What is being asked: The lines to copy are those in the listing below that contain the word "Duration".

Raw data:

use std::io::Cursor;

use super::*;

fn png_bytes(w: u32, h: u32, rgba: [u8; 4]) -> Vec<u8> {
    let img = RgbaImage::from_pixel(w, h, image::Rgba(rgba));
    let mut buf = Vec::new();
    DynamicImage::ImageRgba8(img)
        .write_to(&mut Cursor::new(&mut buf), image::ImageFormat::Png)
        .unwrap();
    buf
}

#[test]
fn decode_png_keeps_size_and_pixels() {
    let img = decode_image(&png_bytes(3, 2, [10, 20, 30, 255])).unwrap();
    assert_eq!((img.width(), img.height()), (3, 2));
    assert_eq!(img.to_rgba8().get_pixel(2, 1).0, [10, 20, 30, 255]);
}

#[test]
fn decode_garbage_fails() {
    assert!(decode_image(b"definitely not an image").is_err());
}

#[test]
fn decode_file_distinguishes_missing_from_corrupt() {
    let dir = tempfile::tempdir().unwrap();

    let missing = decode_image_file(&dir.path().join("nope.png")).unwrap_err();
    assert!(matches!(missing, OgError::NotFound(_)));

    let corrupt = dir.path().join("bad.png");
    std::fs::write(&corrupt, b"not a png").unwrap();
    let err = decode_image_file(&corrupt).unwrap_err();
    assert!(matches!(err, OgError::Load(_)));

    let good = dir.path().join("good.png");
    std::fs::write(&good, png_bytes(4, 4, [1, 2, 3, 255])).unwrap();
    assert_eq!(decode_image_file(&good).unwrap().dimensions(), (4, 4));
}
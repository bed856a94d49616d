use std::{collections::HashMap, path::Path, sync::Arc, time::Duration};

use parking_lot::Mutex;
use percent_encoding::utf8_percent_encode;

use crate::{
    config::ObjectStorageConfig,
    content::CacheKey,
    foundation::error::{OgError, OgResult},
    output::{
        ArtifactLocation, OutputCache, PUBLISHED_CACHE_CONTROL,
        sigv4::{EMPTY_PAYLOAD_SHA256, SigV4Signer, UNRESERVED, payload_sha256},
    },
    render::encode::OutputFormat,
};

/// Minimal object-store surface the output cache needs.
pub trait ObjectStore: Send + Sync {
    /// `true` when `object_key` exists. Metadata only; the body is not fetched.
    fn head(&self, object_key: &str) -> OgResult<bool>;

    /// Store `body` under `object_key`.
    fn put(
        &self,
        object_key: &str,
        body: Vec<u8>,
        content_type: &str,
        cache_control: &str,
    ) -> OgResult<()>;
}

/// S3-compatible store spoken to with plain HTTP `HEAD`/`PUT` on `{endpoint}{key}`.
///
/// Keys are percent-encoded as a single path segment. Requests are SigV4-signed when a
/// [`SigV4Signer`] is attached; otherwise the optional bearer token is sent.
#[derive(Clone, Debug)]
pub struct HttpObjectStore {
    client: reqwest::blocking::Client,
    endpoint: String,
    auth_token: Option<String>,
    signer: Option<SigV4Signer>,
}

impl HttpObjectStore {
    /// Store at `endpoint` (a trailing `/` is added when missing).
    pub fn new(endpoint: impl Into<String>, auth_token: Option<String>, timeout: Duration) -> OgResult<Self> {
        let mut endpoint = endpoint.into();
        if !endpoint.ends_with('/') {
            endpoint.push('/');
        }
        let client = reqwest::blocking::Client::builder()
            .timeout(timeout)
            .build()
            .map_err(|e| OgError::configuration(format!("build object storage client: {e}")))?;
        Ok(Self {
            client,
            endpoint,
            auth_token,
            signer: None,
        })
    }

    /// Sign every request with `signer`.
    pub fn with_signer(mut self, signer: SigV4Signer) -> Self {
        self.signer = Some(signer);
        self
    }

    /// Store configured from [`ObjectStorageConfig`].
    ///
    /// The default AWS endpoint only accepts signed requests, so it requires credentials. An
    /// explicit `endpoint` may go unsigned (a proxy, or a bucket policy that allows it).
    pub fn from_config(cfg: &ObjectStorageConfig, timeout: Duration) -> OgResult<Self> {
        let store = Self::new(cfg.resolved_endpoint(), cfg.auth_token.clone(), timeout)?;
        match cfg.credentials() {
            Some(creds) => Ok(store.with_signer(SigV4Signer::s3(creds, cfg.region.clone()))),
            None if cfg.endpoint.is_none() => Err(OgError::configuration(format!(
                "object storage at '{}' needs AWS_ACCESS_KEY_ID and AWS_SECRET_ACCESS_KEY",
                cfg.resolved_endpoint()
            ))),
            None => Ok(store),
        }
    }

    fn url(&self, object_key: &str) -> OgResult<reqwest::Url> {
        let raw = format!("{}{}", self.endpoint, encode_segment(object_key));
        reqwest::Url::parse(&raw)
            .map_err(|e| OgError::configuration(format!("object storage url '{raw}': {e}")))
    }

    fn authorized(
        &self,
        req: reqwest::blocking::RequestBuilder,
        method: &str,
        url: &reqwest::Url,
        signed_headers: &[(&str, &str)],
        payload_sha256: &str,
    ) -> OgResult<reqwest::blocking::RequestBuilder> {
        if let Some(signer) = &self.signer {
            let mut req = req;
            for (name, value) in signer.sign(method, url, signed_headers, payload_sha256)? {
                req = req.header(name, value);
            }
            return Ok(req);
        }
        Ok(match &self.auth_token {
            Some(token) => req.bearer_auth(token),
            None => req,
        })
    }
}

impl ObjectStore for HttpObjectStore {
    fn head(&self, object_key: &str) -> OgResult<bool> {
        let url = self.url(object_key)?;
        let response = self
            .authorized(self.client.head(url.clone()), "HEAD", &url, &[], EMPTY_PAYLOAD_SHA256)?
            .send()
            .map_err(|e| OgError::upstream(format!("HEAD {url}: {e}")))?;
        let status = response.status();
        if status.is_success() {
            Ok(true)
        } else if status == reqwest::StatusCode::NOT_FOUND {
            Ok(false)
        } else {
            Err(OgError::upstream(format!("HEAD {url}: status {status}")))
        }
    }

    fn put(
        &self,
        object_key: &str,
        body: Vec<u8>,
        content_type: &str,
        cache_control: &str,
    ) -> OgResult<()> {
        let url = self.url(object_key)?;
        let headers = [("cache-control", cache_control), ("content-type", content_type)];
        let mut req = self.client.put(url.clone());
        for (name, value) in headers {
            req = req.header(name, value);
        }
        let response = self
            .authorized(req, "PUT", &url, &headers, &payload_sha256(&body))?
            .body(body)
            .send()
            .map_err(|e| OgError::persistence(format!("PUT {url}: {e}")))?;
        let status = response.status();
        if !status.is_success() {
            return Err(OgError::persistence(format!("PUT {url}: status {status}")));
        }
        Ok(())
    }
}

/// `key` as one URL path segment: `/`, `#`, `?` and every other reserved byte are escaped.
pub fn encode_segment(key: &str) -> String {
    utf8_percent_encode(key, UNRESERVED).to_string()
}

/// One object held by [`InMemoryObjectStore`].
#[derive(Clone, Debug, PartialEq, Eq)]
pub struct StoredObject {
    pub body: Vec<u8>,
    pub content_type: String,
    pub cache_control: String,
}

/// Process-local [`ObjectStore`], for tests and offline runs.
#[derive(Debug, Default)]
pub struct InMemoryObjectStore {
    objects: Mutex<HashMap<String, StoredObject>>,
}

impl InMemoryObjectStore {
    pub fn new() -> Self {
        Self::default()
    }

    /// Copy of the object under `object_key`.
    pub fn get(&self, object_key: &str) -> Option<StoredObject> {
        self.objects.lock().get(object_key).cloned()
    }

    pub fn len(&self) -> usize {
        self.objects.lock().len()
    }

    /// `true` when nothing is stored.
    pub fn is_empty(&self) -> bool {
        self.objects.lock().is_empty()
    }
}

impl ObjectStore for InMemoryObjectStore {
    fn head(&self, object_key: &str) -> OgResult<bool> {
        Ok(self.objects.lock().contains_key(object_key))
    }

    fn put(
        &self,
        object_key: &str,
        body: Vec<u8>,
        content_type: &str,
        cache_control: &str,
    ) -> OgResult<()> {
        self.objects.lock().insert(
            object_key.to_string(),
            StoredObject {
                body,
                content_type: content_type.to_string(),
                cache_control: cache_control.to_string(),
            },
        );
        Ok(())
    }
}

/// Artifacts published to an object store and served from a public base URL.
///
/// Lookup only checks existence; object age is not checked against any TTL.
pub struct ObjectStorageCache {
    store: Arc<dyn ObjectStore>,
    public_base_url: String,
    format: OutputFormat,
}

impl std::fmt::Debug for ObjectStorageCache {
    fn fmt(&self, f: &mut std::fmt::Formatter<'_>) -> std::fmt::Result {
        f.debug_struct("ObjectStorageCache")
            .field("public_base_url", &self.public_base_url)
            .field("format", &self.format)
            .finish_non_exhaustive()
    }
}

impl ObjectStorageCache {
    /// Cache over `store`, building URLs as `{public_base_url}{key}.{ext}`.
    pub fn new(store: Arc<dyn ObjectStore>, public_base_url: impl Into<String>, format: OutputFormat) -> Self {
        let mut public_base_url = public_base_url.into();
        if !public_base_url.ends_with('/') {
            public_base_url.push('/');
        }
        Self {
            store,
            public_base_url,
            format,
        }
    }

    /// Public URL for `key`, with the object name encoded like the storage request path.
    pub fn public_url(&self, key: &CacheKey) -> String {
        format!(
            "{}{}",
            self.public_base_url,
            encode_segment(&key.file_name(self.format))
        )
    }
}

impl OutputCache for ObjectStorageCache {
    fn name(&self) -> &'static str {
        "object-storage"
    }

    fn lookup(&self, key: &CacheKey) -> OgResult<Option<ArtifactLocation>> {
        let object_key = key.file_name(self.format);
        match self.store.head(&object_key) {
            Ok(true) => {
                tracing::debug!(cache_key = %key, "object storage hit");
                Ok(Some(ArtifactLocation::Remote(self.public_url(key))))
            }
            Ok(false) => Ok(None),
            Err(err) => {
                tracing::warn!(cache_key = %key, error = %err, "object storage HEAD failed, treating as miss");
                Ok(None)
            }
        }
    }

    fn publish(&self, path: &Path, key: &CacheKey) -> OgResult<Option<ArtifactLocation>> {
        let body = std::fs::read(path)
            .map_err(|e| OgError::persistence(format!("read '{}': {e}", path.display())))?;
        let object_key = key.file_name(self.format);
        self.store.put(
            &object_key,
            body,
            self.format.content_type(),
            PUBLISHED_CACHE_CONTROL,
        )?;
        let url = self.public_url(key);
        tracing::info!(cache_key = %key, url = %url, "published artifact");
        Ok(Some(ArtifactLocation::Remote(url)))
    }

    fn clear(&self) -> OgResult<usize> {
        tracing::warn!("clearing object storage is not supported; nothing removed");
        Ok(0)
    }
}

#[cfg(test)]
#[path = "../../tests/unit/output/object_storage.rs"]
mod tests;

Output of the task:
use std::{collections::HashMap, path::Path, sync::Arc, time::Duration};
    pub fn new(endpoint: impl Into<String>, auth_token: Option<String>, timeout: Duration) -> OgResult<Self> {
    pub fn from_config(cfg: &ObjectStorageConfig, timeout: Duration) -> OgResult<Self> {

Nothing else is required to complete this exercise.